PCR amplification was carried out in a 50-μl reaction volume containing 10 mM Tris-Cl (pH 8.3), 1.5 mM MgCl₂, 50 mM KCl, 0.01% gelatin, 20 μM deoxynucleoside triphosphates, 5 μM each oligonucleotide primer, 50 ng of genomic DNA, and 5 U of Taq polymerase (Boehringer Mannheim Biochemicals). After an initial incubation time of 94°C for 5 min, the samples were cycled 30 times as follows: 94°C for 1 min, 55°C for 1 min, and 70°C for 1 min. A 10-min extension at 72°C completed the reaction. Aliquots of the reactions were fractionated on 0.7% TAE (Tris-acetate-EDTA) agarose, and fragments were cloned using a TA cloning kit (Invitrogen, Carlsbad, Calif.) to create p3408 (derived from strain 1006), pIMH3C (derived from strain CAI-4), and pIMH3W (derived from strain WO-1). Plasmids were then sequenced by ATG Technologies (Minneapolis, Minn.). Plasmid p3408 was digested with XhoI and fractionated on 0.7% TAE-agarose. The 2.7-kb fragment containing the IMH3 gene was excised and cloned into XhoI-linearized pABSKII to yield p3417.

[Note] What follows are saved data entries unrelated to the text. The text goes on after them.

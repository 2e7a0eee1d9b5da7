//! Error types for the renderer
//!
//! Every fallible operation in the crate returns [`BrickResult`].

/// Errors that can occur while building or driving entities
#[derive(Debug, Clone, PartialEq)]
pub enum BrickError {
    /// `use_animation` was called with a name that was never registered
    AnimationNotFound(String),

    /// A size, coordinate, scale or angle was rejected
    InvalidDimension {
        /// The property being set
        field: &'static str,
        /// The rejected value
        value: f64,
    },

    /// Frame rate was zero, negative or not finite
    InvalidFrameRate(f64),

    /// An animation was registered with no frames
    EmptyAnimation(String),

    /// The backing surface (DOM) refused an operation
    SurfaceError(String),
}

impl std::fmt::Display for BrickError {
    fn fmt(&self, f: &mut std::fmt::Formatter<'_>) -> std::fmt::Result {
        match self {
            Self::AnimationNotFound(name) => write!(f, "unknown animation: {}", name),
            Self::InvalidDimension { field, value } => {
                write!(f, "invalid {}: {}", field, value)
            }
            Self::InvalidFrameRate(rate) => {
                write!(f, "invalid frame rate: {} (must be finite and > 0)", rate)
            }
            Self::EmptyAnimation(name) => write!(f, "animation '{}' has no frames", name),
            Self::SurfaceError(msg) => write!(f, "surface error: {}", msg),
        }
    }
}

impl std::error::Error for BrickError {}

/// Result type alias for renderer operations
pub type BrickResult<T> = Result<T, BrickError>;

/// Reject sizes that layout cannot use (negative or non-finite)
pub(crate) fn check_size(field: &'static str, value: f64) -> BrickResult<f64> {
    if value.is_finite() && value >= 0.0 {
        Ok(value)
    } else {
        tracing::warn!(field, value, "rejected size");
        Err(BrickError::InvalidDimension { field, value })
    }
}

/// Reject non-finite values; negatives are fine (offsets, angles)
pub(crate) fn check_finite(field: &'static str, value: f64) -> BrickResult<f64> {
    if value.is_finite() {
        Ok(value)
    } else {
        tracing::warn!(field, value, "rejected non-finite value");
        Err(BrickError::InvalidDimension { field, value })
    }
}

#[cfg(test)]
mod tests {
    use super::*;

    #[test]
    fn test_error_display() {
        let err = BrickError::AnimationNotFound("walk".to_string());
        assert_eq!(err.to_string(), "unknown animation: walk");

        let err = BrickError::InvalidDimension {
            field: "width",
            value: -4.0,
        };
        assert_eq!(err.to_string(), "invalid width: -4");

        let err = BrickError::InvalidFrameRate(0.0);
        assert_eq!(
            err.to_string(),
            "invalid frame rate: 0 (must be finite and > 0)"
        );

        let err = BrickError::EmptyAnimation("idle".to_string());
        assert_eq!(err.to_string(), "animation 'idle' has no frames");
    }

    #[test]
    fn test_check_size() {
        assert_eq!(check_size("width", 0.0), Ok(0.0));
        assert_eq!(check_size("width", 12.5), Ok(12.5));
        assert!(check_size("width", -1.0).is_err());
        assert!(check_size("height", f64::NAN).is_err());
        assert!(check_size("height", f64::INFINITY).is_err());
    }

    #[test]
    fn test_check_finite_allows_negative() {
        assert_eq!(check_finite("x", -50.0), Ok(-50.0));
        assert_eq!(
            check_finite("y", f64::NEG_INFINITY),
            Err(BrickError::InvalidDimension {
                field: "y",
                value: f64::NEG_INFINITY
            })
        );
    }
}
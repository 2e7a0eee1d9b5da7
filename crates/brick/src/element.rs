//! Base element owning width and height

use crate::error::{check_size, BrickResult};
use crate::surface::{Listener, SurfaceNode};
use crate::types::{px, Pixels};

/// A node whose layout size always mirrors `width`/`height`
#[derive(Clone, Debug)]
pub struct VisualNode<N: SurfaceNode> {
    node: N,
    width: Pixels,
    height: Pixels,
}

impl<N: SurfaceNode> VisualNode<N> {
    /// Wrap a fresh node, clearing overflow, margin and padding
    ///
    /// Width and height start at 0 and are not written until set.
    pub fn new(node: N) -> BrickResult<Self> {
        node.set_style("overflow", "hidden")?;
        node.set_style("margin", "0")?;
        node.set_style("padding", "0")?;
        Ok(Self {
            node,
            width: 0.0,
            height: 0.0,
        })
    }

    pub fn width(&self) -> Pixels {
        self.width
    }

    pub fn height(&self) -> Pixels {
        self.height
    }

    /// Set width in pixels; negative or non-finite values are rejected
    pub fn set_width(&mut self, width: Pixels) -> BrickResult<()> {
        let width = check_size("width", width)?;
        self.node.set_style("width", &px(width))?;
        self.width = width;
        Ok(())
    }

    /// Set height in pixels; negative or non-finite values are rejected
    pub fn set_height(&mut self, height: Pixels) -> BrickResult<()> {
        let height = check_size("height", height)?;
        self.node.set_style("height", &px(height))?;
        self.height = height;
        Ok(())
    }

    /// Shorthand for adding an event listener to the backing node
    pub fn on<F>(&self, event: &str, callback: F) -> BrickResult<()>
    where
        F: FnMut(N::Event) + 'static,
    {
        let listener: Listener<N::Event> = Box::new(callback);
        self.node.add_listener(event, listener)
    }

    /// The backing node
    pub fn node(&self) -> &N {
        &self.node
    }
}
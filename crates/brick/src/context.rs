//! Rendering context
//!
//! The layer that every entity is appended to. One per [`Brick`](crate::Brick).

use crate::config::{BrickConfig, RootSizing};
use crate::element::VisualNode;
use crate::error::BrickResult;
use crate::surface::{Backend, SurfaceNode};

/// Root container attached to the document body
#[derive(Clone, Debug)]
pub struct RenderSurface<N: SurfaceNode> {
    element: VisualNode<N>,
    sizing: RootSizing,
}

impl<N: SurfaceNode> RenderSurface<N> {
    /// Create the root node, append it to the body and size it
    pub fn new<B>(backend: &B, config: &BrickConfig) -> BrickResult<Self>
    where
        B: Backend<Node = N>,
    {
        let node = backend.create_node()?;
        let element = VisualNode::new(node)?;
        backend.attach_to_body(element.node())?;
        element.node().set_attribute("id", &config.root_id)?;

        let mut surface = Self {
            element,
            sizing: config.root_sizing,
        };
        surface.fit_viewport(backend)?;

        tracing::debug!(
            id = config.root_id.as_str(),
            width = surface.width(),
            height = surface.height(),
            "render surface attached"
        );
        Ok(surface)
    }

    /// Re-read the viewport size and apply it
    ///
    /// With [`RootSizing::Zero`] the root stays at 0 x 0.
    pub fn fit_viewport<B>(&mut self, backend: &B) -> BrickResult<()>
    where
        B: Backend<Node = N>,
    {
        let (width, height) = match self.sizing {
            RootSizing::Viewport => backend.viewport_size()?,
            RootSizing::Zero => (0.0, 0.0),
        };
        self.element.set_width(width)?;
        self.element.set_height(height)
    }

    pub fn sizing(&self) -> RootSizing {
        self.sizing
    }

    pub fn width(&self) -> f64 {
        self.element.width()
    }

    pub fn height(&self) -> f64 {
        self.element.height()
    }

    pub fn set_width(&mut self, width: f64) -> BrickResult<()> {
        self.element.set_width(width)
    }

    pub fn set_height(&mut self, height: f64) -> BrickResult<()> {
        self.element.set_height(height)
    }

    pub fn on<F>(&self, event: &str, callback: F) -> BrickResult<()>
    where
        F: FnMut(N::Event) + 'static,
    {
        self.element.on(event, callback)
    }

    /// The backing root node; entities are appended here
    pub fn node(&self) -> &N {
        self.element.node()
    }
}
//! Sprite entity and its animation clock

use std::collections::HashMap;

use super::animation::{Animation, Playback};
use crate::entity::Entity;
use crate::error::{BrickError, BrickResult};
use crate::surface::SurfaceNode;
use crate::types::{px, FrameIndex, Rect, ZIndex};

/// An entity that plays sprite-sheet animations
///
/// The sheet is shifted left by `frame × width` pixels through
/// `background-position-x`, so frame 0 sits at `0px`, frame 1 at
/// `-{width}px`, and so on. `use_animation` and `animate` both use that
/// convention.
#[derive(Debug)]
pub struct Sprite<N: SurfaceNode> {
    entity: Entity<N>,
    animations: HashMap<String, Animation>,
    playback: Playback,
    accumulator_ms: f64,
    previous_sample: Option<f64>,
}

impl<N: SurfaceNode> Sprite<N> {
    pub fn new(
        parent: &N,
        node: N,
        bounds: Rect,
        graphic: &str,
        z_index: ZIndex,
    ) -> BrickResult<Self> {
        Ok(Self {
            entity: Entity::new(parent, node, bounds, graphic, z_index)?,
            animations: HashMap::new(),
            playback: Playback::Idle,
            accumulator_ms: 0.0,
            previous_sample: None,
        })
    }

    /// The positioned entity underneath
    pub fn entity(&self) -> &Entity<N> {
        &self.entity
    }

    pub fn entity_mut(&mut self) -> &mut Entity<N> {
        &mut self.entity
    }

    /// Register (or replace) an animation
    ///
    /// Nothing is rendered. Replacing the active animation keeps it active;
    /// playback restarts at position 0 if the old position no longer exists.
    pub fn set_animation(
        &mut self,
        name: impl Into<String>,
        frames: Vec<FrameIndex>,
        frame_rate: f64,
    ) -> BrickResult<()> {
        self.insert_animation(name, Animation::new(frames, frame_rate))
    }

    /// Register (or replace) a prebuilt animation
    pub fn insert_animation(
        &mut self,
        name: impl Into<String>,
        animation: Animation,
    ) -> BrickResult<()> {
        let name = name.into();
        animation.validate(&name)?;

        if let Playback::Playing {
            name: active,
            frame_index,
        } = &mut self.playback
        {
            if *active == name && *frame_index >= animation.len() {
                *frame_index = 0;
            }
        }

        self.animations.insert(name, animation);
        Ok(())
    }

    pub fn animation(&self, name: &str) -> Option<&Animation> {
        self.animations.get(name)
    }

    /// Switch to `name`, show its first frame and reset the clock
    pub fn use_animation(&mut self, name: &str) -> BrickResult<()> {
        let frame = self
            .animations
            .get(name)
            .and_then(|animation| animation.frame(0))
            .ok_or_else(|| BrickError::AnimationNotFound(name.to_string()))?;

        self.apply_frame(frame)?;
        self.playback = Playback::Playing {
            name: name.to_string(),
            frame_index: 0,
        };
        self.accumulator_ms = 0.0;

        tracing::debug!(animation = name, frame, "animation selected");
        Ok(())
    }

    /// Advance the clock by `delta_ms`; call once per render tick
    ///
    /// When the accumulated time reaches `1000 / frame_rate` the accumulator
    /// is cleared (leftover time is dropped) and the sprite steps exactly one
    /// frame, wrapping after the last. Returns whether the frame changed.
    /// Negative or non-finite deltas count as zero. Does nothing while idle.
    pub fn animate(&mut self, delta_ms: f64) -> BrickResult<bool> {
        let delta = if delta_ms.is_finite() && delta_ms > 0.0 {
            delta_ms
        } else {
            0.0
        };

        let (next_index, frame) = {
            let (name, frame_index) = match &self.playback {
                Playback::Playing { name, frame_index } => (name, *frame_index),
                Playback::Idle => return Ok(false),
            };
            let Some(animation) = self.animations.get(name) else {
                return Ok(false);
            };

            self.accumulator_ms += delta;
            if self.accumulator_ms < animation.threshold_ms() {
                return Ok(false);
            }

            let next = (frame_index + 1) % animation.len();
            match animation.frame(next) {
                Some(frame) => (next, frame),
                None => return Ok(false),
            }
        };

        self.accumulator_ms = 0.0;
        self.apply_frame(frame)?;
        if let Playback::Playing { frame_index, .. } = &mut self.playback {
            *frame_index = next_index;
        }

        tracing::trace!(frame_index = next_index, frame, "sprite frame advanced");
        Ok(true)
    }

    /// Sample a timestamp (ms) and animate by the time since the last sample
    ///
    /// The first sample only sets the baseline.
    pub fn tick(&mut self, now_ms: f64) -> BrickResult<bool> {
        let delta = self.previous_sample.map_or(0.0, |previous| now_ms - previous);
        self.previous_sample = Some(now_ms);
        self.animate(delta)
    }

    /// Set the clock baseline without advancing
    pub fn sync_clock(&mut self, now_ms: f64) {
        self.previous_sample = Some(now_ms);
    }

    /// Return to idle; the current frame stays on screen
    pub fn stop(&mut self) {
        self.playback = Playback::Idle;
        self.accumulator_ms = 0.0;
    }

    pub fn playback(&self) -> &Playback {
        &self.playback
    }

    pub fn current_animation(&self) -> Option<&str> {
        self.playback.name()
    }

    /// Position within the active animation's frame list
    pub fn frame_index(&self) -> Option<usize> {
        self.playback.frame_index()
    }

    /// Sheet frame currently shown
    pub fn current_frame(&self) -> Option<FrameIndex> {
        match &self.playback {
            Playback::Playing { name, frame_index } => self
                .animations
                .get(name)
                .and_then(|animation| animation.frame(*frame_index)),
            Playback::Idle => None,
        }
    }

    pub fn accumulator_ms(&self) -> f64 {
        self.accumulator_ms
    }

    pub fn on<F>(&self, event: &str, callback: F) -> BrickResult<()>
    where
        F: FnMut(N::Event) + 'static,
    {
        self.entity.on(event, callback)
    }

    pub fn node(&self) -> &N {
        self.entity.node()
    }

    fn apply_frame(&self, frame: FrameIndex) -> BrickResult<()> {
        let offset = -(f64::from(frame) * self.entity.width());
        self.entity
            .node()
            .set_style("background-position-x", &px(offset))
    }
}


#[cfg(test)]
mod proptests {
    use super::*;
    use crate::surface::{Backend, MemoryBackend};
    use proptest::prelude::*;

    fn playing(frames: Vec<FrameIndex>, rate: f64) -> Sprite<crate::MemoryNode> {
        let backend = MemoryBackend::new();
        let parent = backend.create_node().unwrap();
        let mut s = Sprite::new(
            &parent,
            backend.create_node().unwrap(),
            Rect::new(0.0, 0.0, 24.0, 24.0),
            "url(sheet.png)",
            0,
        )
        .unwrap();
        s.set_animation("loop", frames, rate).unwrap();
        s.use_animation("loop").unwrap();
        s
    }

    proptest! {
        /// Advancing len(frames) times returns to the first position
        #[test]
        fn advancing_full_cycle_returns_to_start(
            frames in prop::collection::vec(0u32..16, 1..12),
            rate in 1.0f64..60.0,
        ) {
            let len = frames.len();
            let mut s = playing(frames, rate);
            let step = 1000.0 / rate;

            for _ in 0..len {
                prop_assert!(s.animate(step).unwrap());
            }
            prop_assert_eq!(s.frame_index(), Some(0));
        }

        /// Deltas that stay under the threshold never change the frame
        #[test]
        fn sub_threshold_ticks_are_noops(
            frames in prop::collection::vec(0u32..16, 2..8),
            rate in 1.0f64..60.0,
            fractions in prop::collection::vec(0.0f64..0.1, 1..9),
        ) {
            let mut s = playing(frames, rate);
            let threshold = 1000.0 / rate;

            for fraction in fractions {
                prop_assert!(!s.animate(threshold * fraction).unwrap());
            }
            prop_assert_eq!(s.frame_index(), Some(0));
        }

        /// Frame position always indexes inside the active animation
        #[test]
        fn frame_index_stays_in_range(
            frames in prop::collection::vec(0u32..16, 1..10),
            deltas in prop::collection::vec(0.0f64..400.0, 0..64),
        ) {
            let len = frames.len();
            let mut s = playing(frames, 12.0);

            for delta in deltas {
                s.animate(delta).unwrap();
                let index = s.frame_index().unwrap();
                prop_assert!(index < len);
                prop_assert!(s.current_frame().is_some());
            }
        }
    }
}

Transformation and selection for Mpa^r.

Two-milliliter cultures of C. albicans strains FC18, WO-1, and CAI-4, and C. tropicalis strains 660 and 678 from the Scherer strain collection (http://alces.med.umn.edu/Candida/strains), were grown overnight in YEPD broth at 30°C with shaking at 200 rpm. Samples (0.2 ml) of cells were pelleted, washed with water, recentrifuged, and resuspended in freshly made OSB (0.8 ml of 50% polyethylene glycol 8000, 0.2 ml 1 M lithium acetate, 25 mg dithiothreitol, 25 μl of carrier DNA [10 mg of sonicated salmon sperm DNA per ml]). Samples containing FC18 and WO-1 were transformed with p3408 DNA (2.5 μg) or pIMH3W (2.5 μg); CAI-4 was transformed with 2.5 μg of p3417 in duplicate (Table 2). Cells (including no-DNA controls) were incubated at 43.5°C for 45 min. Strains FC18 and WO-1 and one-half of the CAI-4 transformation were plated onto MM with 5 μg of MPA; the second-half of the CAI-4 transformation was plated onto MM. Plates were incubated at 30°C. Colonies appeared within 3 days. (Due to the labile nature of MPA, plates were made 24 h prior to the transformation experiment to ensure accurate levels of the drug.)

TABLE 2.

Plasmids used in this study

Plasmid	Marker	Description	Reference
p1129	None	ARG4 cloned from p1076 in pUC18	10
p3408	IMH3R	IMH3 cloned from strain 1006	This study
pABSKII	URA3	pBSKII vector with ARS2, URA3, and blue/white selection	Unpublished
p3417	URA3/IMH3r	IMH3r cloned into polylinker of pABSKII	This study
p3394	IMH3R	IMH3r inserted into MscI-SpeI site of p1129	This study

Genomic DNA isolation and analysis.

For DNA isolation, 1 ml of log-phase cells grown in YEPD was centrifuged. The supernatant was removed and replaced with 0.5 ml of TENTS buffer (10 mM Tris-Cl [pH 7.5], 1 mM EDTA, 100 mM NaCl, 2% Triton X-100, 1% [wt/vol] sodium dodecyl sulfate), 0.2 g of acid-washed glass beads, and 0.5 ml of phenol-chloroform (1:1, vol/vol). The mixture was vortexed for 4 min and then centrifuged for 5 min. The supernatant was transferred to a new tube and precipitated with 0.1 volume of ammonium acetate and 2 volumes of 95% ethanol. The solution was centrifuged for 5 min, the supernatant was removed, and the pellet was washed with 70% ethanol and allowed to dry. The pellet was resuspended in 50 μl of Tris-EDTA.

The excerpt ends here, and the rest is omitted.